=== EXTRACTED INFORMATION ===

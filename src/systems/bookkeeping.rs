use anyhow::Result;
use tracing::debug;

use crate::{
    engine::{System, SystemContext},
    rng::SystemRng,
    world::Colony,
};

const SUMMARY_INTERVAL: u64 = 50;

/// Keeps stocks within capacity and logs a periodic summary.
pub struct BookkeepingSystem;

impl BookkeepingSystem {
    pub fn new() -> Self {
        Self
    }
}

impl Default for BookkeepingSystem {
    fn default() -> Self {
        Self::new()
    }
}

impl System for BookkeepingSystem {
    fn name(&self) -> &str {
        "bookkeeping"
    }

    fn run(
        &mut self,
        ctx: &SystemContext,
        colony: &mut Colony,
        _rng: &mut SystemRng<'_>,
    ) -> Result<()> {
        for zone in colony.zones.values_mut() {
            if let Some(facility) = zone.facility.as_mut() {
                facility.energy = facility.energy.min(facility.capacity);
            }
            for storage in &mut zone.storages {
                storage.amount = storage.amount.min(storage.capacity);
            }
            for relay in &mut zone.relays {
                relay.amount = relay.amount.min(relay.capacity);
            }
        }

        if ctx.tick % SUMMARY_INTERVAL == 0 {
            let ledger = &colony.ledger;
            debug!(
                "tick {}: {} workers, produced {}, expired {}, harvested {}, relay transfers {}",
                ctx.tick,
                colony.workers.len(),
                ledger.produced,
                ledger.expired,
                ledger.harvested,
                ledger.relay_transfers
            );
        }
        Ok(())
    }
}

===

ABOUT THIS EXERCISE: The whole of the data is to be copied out word for word.

ANSWER AREA:
filename src/systems/bookkeeping.rs
use anyhow::Result;
use tracing::debug;

use crate::{
    engine::{System, SystemContext},
    rng::SystemRng,
    world::Colony,
};

const SUMMARY_INTERVAL: u64 = 50;

/// Keeps stocks within capacity and logs a periodic summary.
pub struct BookkeepingSystem;

impl BookkeepingSystem {
    pub fn new() -> Self {
        Self
    }
}

impl Default for BookkeepingSystem {
    fn default() -> Self {
        Self::new()
    }
}

impl System for BookkeepingSystem {
    fn name(&self) -> &str {
        "bookkeeping"
    }

    fn run(
        &mut self,
        ctx: &SystemContext,
        colony: &mut Colony,
        _rng: &mut SystemRng<'_>,
    ) -> Result<()> {
        for zone in colony.zones.values_mut() {
            if let Some(facility) = zone.facility.as_mut() {
                facility.energy = facility.energy.min(facility.capacity);
            }
            for storage in &mut zone.storages {
                storage.amount = storage.amount.min(storage.capacity);
            }
            for relay in &mut zone.relays {
                relay.amount = relay.amount.min(relay.capacity);
            }
        }

        if ctx.tick % SUMMARY_INTERVAL == 0 {
            let ledger = &colony.ledger;
            debug!(
                "tick {}: {} workers, produced {}, expired {}, harvested {}, relay transfers {}",
                ctx.tick,
                colony.workers.len(),
                ledger.produced,
                ledger.expired,
                ledger.harvested,
                ledger.relay_transfers
            );
        }
        Ok(())
    }
}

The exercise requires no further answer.